* Dataset extract *
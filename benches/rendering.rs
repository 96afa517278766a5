use criterion::{criterion_group, criterion_main, Criterion};
use std::path::Path;

fn fixture(name: &str) -> Vec<u8> {
    let path = Path::new(env!("CARGO_MANIFEST_DIR"))
        .join("tests")
        .join("fixtures")
        .join(name);
    std::fs::read(path).unwrap()
}

fn bench_parse_message(c: &mut Criterion) {
    let raw = fixture("attachment.eml");
    c.bench_function("parse_attachment_message", |b| {
        b.iter(|| inbox2html::parser::mime::parse_message(&raw).unwrap())
    });
}

fn bench_render_related(c: &mut Criterion) {
    let raw = fixture("related.eml");
    c.bench_function("parse_and_render_related", |b| {
        b.iter(|| {
            let message = inbox2html::parser::mime::parse_message(&raw).unwrap();
            inbox2html::render::render(&message).len()
        })
    });
}

fn bench_decode_subject(c: &mut Criterion) {
    let subject = "=?ISO-8859-1?Q?caf=E9?= =?UTF-8?B?IOWxseeUsA==?= plain tail";
    c.bench_function("decode_encoded_subject", |b| {
        b.iter(|| inbox2html::parser::header::decode_header_value(subject))
    });
}

criterion_group!(
    benches,
    bench_parse_message,
    bench_render_related,
    bench_decode_subject
);
criterion_main!(benches);
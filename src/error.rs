//! Centralized error types for inbox2html.

use std::path::PathBuf;
use thiserror::Error;

/// All errors produced by the inbox2html library.
#[derive(Error, Debug)]
pub enum Inbox2HtmlError {
    /// I/O error with the associated file path.
    #[error("I/O error on '{path}': {source}")]
    Io {
        path: PathBuf,
        source: std::io::Error,
    },

    /// The mail server could not be reached, or the connection dropped.
    #[error("Connection to {host} failed: {reason}")]
    Connection { host: String, reason: String },

    /// The server rejected the credentials.
    #[error("Authentication failed for '{user}': {reason}")]
    Authentication { user: String, reason: String },

    /// The server answered with an IMAP-level error (NO/BAD/parse failure).
    #[error("IMAP protocol error during {operation}: {reason}")]
    Protocol { operation: String, reason: String },

    /// The message index file does not exist.
    #[error("Message index not found: {0}")]
    IndexMissing(PathBuf),

    /// The message index file exists but is not a JSON object of strings.
    #[error("Malformed message index '{path}': {reason}")]
    InvalidIndex { path: PathBuf, reason: String },

    /// A MIME decoding error.
    #[error("MIME decoding error: {0}")]
    MimeError(String),

    /// A required configuration value is missing or invalid.
    #[error("Configuration error: {0}")]
    Config(String),
}

/// Convenience alias for `Result<T, Inbox2HtmlError>`.
pub type Result<T> = std::result::Result<T, Inbox2HtmlError>;

impl Inbox2HtmlError {
    /// Create an `Io` variant from a path and an `io::Error`.
    pub fn io(path: impl Into<PathBuf>, source: std::io::Error) -> Self {
        Self::Io {
            path: path.into(),
            source,
        }
    }

    /// Create a `Protocol` variant for the named IMAP operation.
    pub fn protocol(operation: impl Into<String>, reason: impl ToString) -> Self {
        Self::Protocol {
            operation: operation.into(),
            reason: reason.to_string(),
        }
    }
}

/// Allow `?` on `std::io::Error` when no path context is available
/// (rare; prefer `Inbox2HtmlError::io`).
impl From<std::io::Error> for Inbox2HtmlError {
    fn from(source: std::io::Error) -> Self {
        Self::Io {
            path: PathBuf::from("<unknown>"),
            source,
        }
    }
}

* Work instructions *
Write out again exactly the lines that run from the one holding "named IMAP operation." through the last line of the data; omit all other lines.

* Answer box *
    /// Create a `Protocol` variant for the named IMAP operation.
    pub fn protocol(operation: impl Into<String>, reason: impl ToString) -> Self {
        Self::Protocol {
            operation: operation.into(),
            reason: reason.to_string(),
        }
    }
}

/// Allow `?` on `std::io::Error` when no path context is available
/// (rare; prefer `Inbox2HtmlError::io`).
impl From<std::io::Error> for Inbox2HtmlError {
    fn from(source: std::io::Error) -> Self {
        Self::Io {
            path: PathBuf::from("<unknown>"),
            source,
        }
    }
}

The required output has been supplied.